R. C. Bannon (born Daniel Shipley; May 2, 1945) is an American country music singer. Active since 1977, Bannon has recorded for the Columbia and RCA labels. He was also married to singer Louise Mandrell from 1979 to 1991, and charted six duets with her in addition to 12 singles of his own. His highest-charting single was his 1979 cover of the Peaches & Herb hit "Reunited," recorded as a duet with Mandrell, that reached number 13 on the country music charts in 1979; his most successful solo single is "Winners and Losers" at number 26. In addition to recording as a solo artist and with Mandrell, Bannon co-wrote songs for Ronnie Milsap, Bobby G. Rice, his former sister-in-law Barbara Mandrell and Steve Azar.

==Biography==
Bannon was born in Dallas, Texas. There, he sang in his family's church choir as a child, later taking interest in rock music as well as gospel. He also played guitar in several rock bands during the late 1950s and into the 1960s.

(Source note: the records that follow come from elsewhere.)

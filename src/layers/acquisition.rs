use crate::error::{CostError, Result};
use crate::layers::{Layer, LayerCostResult};
use crate::pricing::models::{IotCorePricing, IotHubPricing};
use crate::pricing::{tiered, PricingTable};
use crate::provider::Provider;
use crate::workload::{kb_to_gb, WorkloadInput};
use tracing::debug;

/// Each routed message triggers one rule and one action
const RULE_EXECUTIONS_PER_MESSAGE: f64 = 2.0;

/// Monthly cost of ingesting device messages through the provider's broker
pub fn compute(
    provider: Provider,
    workload: &WorkloadInput,
    pricing: &PricingTable,
) -> Result<LayerCostResult> {
    let messages = workload.monthly_messages();
    let data_size_in_gb = kb_to_gb(messages, workload.message_size_kb).ceil();

    let cost = match provider {
        Provider::Aws => per_message_cost(workload, messages, &pricing.aws.iot_core)?,
        Provider::Azure => capacity_unit_cost(workload, messages, &pricing.azure.iot_hub)?,
    };
    debug!(%provider, messages, cost, "acquisition cost");

    Ok(LayerCostResult::new(Layer::Acquisition, provider, cost)?
        .with_messages(messages)
        .with_data_size(data_size_in_gb))
}

/// Messages above the billing size are billed once per started billing unit
fn billable_messages(messages: f64, message_size_kb: f64, billing_size_kb: f64) -> f64 {
    if message_size_kb > billing_size_kb {
        messages * (message_size_kb / billing_size_kb).ceil()
    } else {
        messages
    }
}

fn per_message_cost(workload: &WorkloadInput, messages: f64, pricing: &IotCorePricing) -> Result<f64> {
    let billable = billable_messages(messages, workload.message_size_kb, pricing.billing_message_size_kb);

    let device_fee = workload.devices * pricing.price_per_device_and_month;
    let rules_fee = RULE_EXECUTIONS_PER_MESSAGE * billable * pricing.price_rules_triggered;
    let messaging_fee = tiered::evaluate(billable, &pricing.message_tiers)?;

    Ok(device_fee + rules_fee + messaging_fee)
}

fn capacity_unit_cost(workload: &WorkloadInput, messages: f64, pricing: &IotHubPricing) -> Result<f64> {
    let billable = billable_messages(messages, workload.message_size_kb, pricing.billing_message_size_kb);

    let band = pricing
        .capacity_bands
        .iter()
        .find(|band| band.limit.map_or(true, |limit| billable <= limit))
        .or_else(|| pricing.capacity_bands.last())
        .ok_or_else(|| CostError::configuration("azure.iotHub.capacityBands is empty"))?;

    let units = if billable > band.threshold {
        (billable / band.threshold).ceil()
    } else {
        1.0
    };
    Ok(units * band.price)
}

In the mid-1960s, Bannnon's family moved to Seattle, Washington, where he performed in nightclubs and sang on a local television program every morning, in addition to working as a disc jockey, for KUUU (today's KLFE), which aired an oldies format at the time. It was during his tenure as a disc jockey that he took the professional name R.C. Bannon. After opening for Marty Robbins, Robbins encouraged him to move to Nashville; Bannon declined at first, and attempted to sign to various labels near California. He briefly signed a contract with Capitol Records, but did not release anything for that label.

==Musical career==
Finally, in 1976, Bannon moved to Nashville. There, he worked at a discotheque, and later began meeting other singers and songwriters, including one named Harlan Sanders. After signing to a songwriting contract, he had his songs recorded by Robbins, as well as singles released by Bobby G. Rice ("The Softest Touch in Town") and Ronnie Milsap (the Number One "Only One Love in My Life"). In 1977, he signed to Columbia Records, who released his debut album, R.C. Bannon Arrives. Three of the album's cuts made the Hot Country Songs charts, including the No. 33 "It Doesn't Matter Anymore." The album included several songs that Bannon co-wrote, most in collaboration with John Bettis. By 1979, he married Louise Mandrell, with whom he would chart six duets, including the No. 13 "Reunited," his highest-charting single. This led to Academy of Country Music nominations in 1980 for Vocal Group of the Year, Louise also was nominated for Best New Female Vocalist, and R.C. won the Best New Male Vocalist Award. The two released five duets albums between 1979 and 1982. He and Bettis also co-wrote "One of a Kind Pair of Fools" for Louise's sister, Barbara Mandrell. Bannon continued to perform as a musician in Mandrell's show, even after divorcing her in 1991. In the 2000s, Bannon co-wrote Steve Azar's "I Don't Have to Be Me ('Til Monday)." He subsequently married Natalie McGill.

==Discography==

===Albums===

| Year | Album information | US Country |
|---|---|---|
| 1978 | R.C. Bannon Arrives Label: Columbia Records; Released: 1978; | — |
| 1979 | Inseparable (with Louise Mandrell) Label: Epic Records; Released: December 1979; | — |
| 1980 | Love Won't Let Us Go (with Louise Mandrell) Label: Epic Records; Released: October 1980; | — |
| 1981 | Me and My R.C. (with Louise Mandrell) Label: RCA Records; Released: December 1981; | 20 |
| 1982 | (You're My) Super Woman/(You're My) Incredible Man (with Louise Mandrell) Label: RCA Records; Released: October 1982; | 44 |
| 1983 | The Best (with Louise Mandrell) Label: RCA Records; Released: November 1983; | — |

===Singles===

Year: Single; Chart Positions; Album
US Country
1977: "Southbound"; 99; R.C. Bannon Arrives
"Rainbows and Horseshoes": 90
"It Doesn't Matter Anymore": 33
1978: "(The Truth Is) We're Livin' a Lie"; 64
"Somebody's Gonna Do It Tonight": 64; singles only
1979: "Winners and Losers"; 26
1980: "Lovely Lonely Lady"; 65
"If You're Serious About Cheatin'": 61
"Never Be Anyone Else": 36
1982: "Til Something Better Comes Along"; 46; Me and My R.C.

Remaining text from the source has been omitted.